■ Stored data entries

BEGIN

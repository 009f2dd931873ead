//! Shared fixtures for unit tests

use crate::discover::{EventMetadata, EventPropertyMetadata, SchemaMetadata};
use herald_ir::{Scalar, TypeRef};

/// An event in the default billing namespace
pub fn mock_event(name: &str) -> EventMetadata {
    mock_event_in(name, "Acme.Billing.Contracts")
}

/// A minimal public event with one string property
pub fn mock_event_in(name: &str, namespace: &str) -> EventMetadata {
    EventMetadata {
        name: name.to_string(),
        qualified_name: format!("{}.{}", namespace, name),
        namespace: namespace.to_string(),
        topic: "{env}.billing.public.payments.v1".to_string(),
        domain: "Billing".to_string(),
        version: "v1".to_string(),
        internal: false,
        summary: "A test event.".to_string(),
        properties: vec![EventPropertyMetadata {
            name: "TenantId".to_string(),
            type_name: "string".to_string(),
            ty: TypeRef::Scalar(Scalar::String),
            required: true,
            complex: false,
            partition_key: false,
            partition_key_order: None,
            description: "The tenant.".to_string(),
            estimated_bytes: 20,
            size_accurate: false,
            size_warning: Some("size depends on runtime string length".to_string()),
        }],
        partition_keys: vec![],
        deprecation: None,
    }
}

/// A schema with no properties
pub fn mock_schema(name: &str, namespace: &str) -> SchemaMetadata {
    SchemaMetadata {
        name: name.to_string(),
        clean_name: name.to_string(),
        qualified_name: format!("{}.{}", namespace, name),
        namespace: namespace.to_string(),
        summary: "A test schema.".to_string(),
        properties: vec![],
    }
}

END

■ PROBLEM REQUIREMENTS
Copy down the whole of the data above, matching it exactly.

■ RESULT
repository 009f2dd931873ead
//! Shared fixtures for unit tests

use crate::discover::{EventMetadata, EventPropertyMetadata, SchemaMetadata};
use herald_ir::{Scalar, TypeRef};

/// An event in the default billing namespace
pub fn mock_event(name: &str) -> EventMetadata {
    mock_event_in(name, "Acme.Billing.Contracts")
}

/// A minimal public event with one string property
pub fn mock_event_in(name: &str, namespace: &str) -> EventMetadata {
    EventMetadata {
        name: name.to_string(),
        qualified_name: format!("{}.{}", namespace, name),
        namespace: namespace.to_string(),
        topic: "{env}.billing.public.payments.v1".to_string(),
        domain: "Billing".to_string(),
        version: "v1".to_string(),
        internal: false,
        summary: "A test event.".to_string(),
        properties: vec![EventPropertyMetadata {
            name: "TenantId".to_string(),
            type_name: "string".to_string(),
            ty: TypeRef::Scalar(Scalar::String),
            required: true,
            complex: false,
            partition_key: false,
            partition_key_order: None,
            description: "The tenant.".to_string(),
            estimated_bytes: 20,
            size_accurate: false,
            size_warning: Some("size depends on runtime string length".to_string()),
        }],
        partition_keys: vec![],
        deprecation: None,
    }
}

/// A schema with no properties
pub fn mock_schema(name: &str, namespace: &str) -> SchemaMetadata {
    SchemaMetadata {
        name: name.to_string(),
        clean_name: name.to_string(),
        qualified_name: format!("{}.{}", namespace, name),
        namespace: namespace.to_string(),
        summary: "A test schema.".to_string(),
        properties: vec![],
    }
}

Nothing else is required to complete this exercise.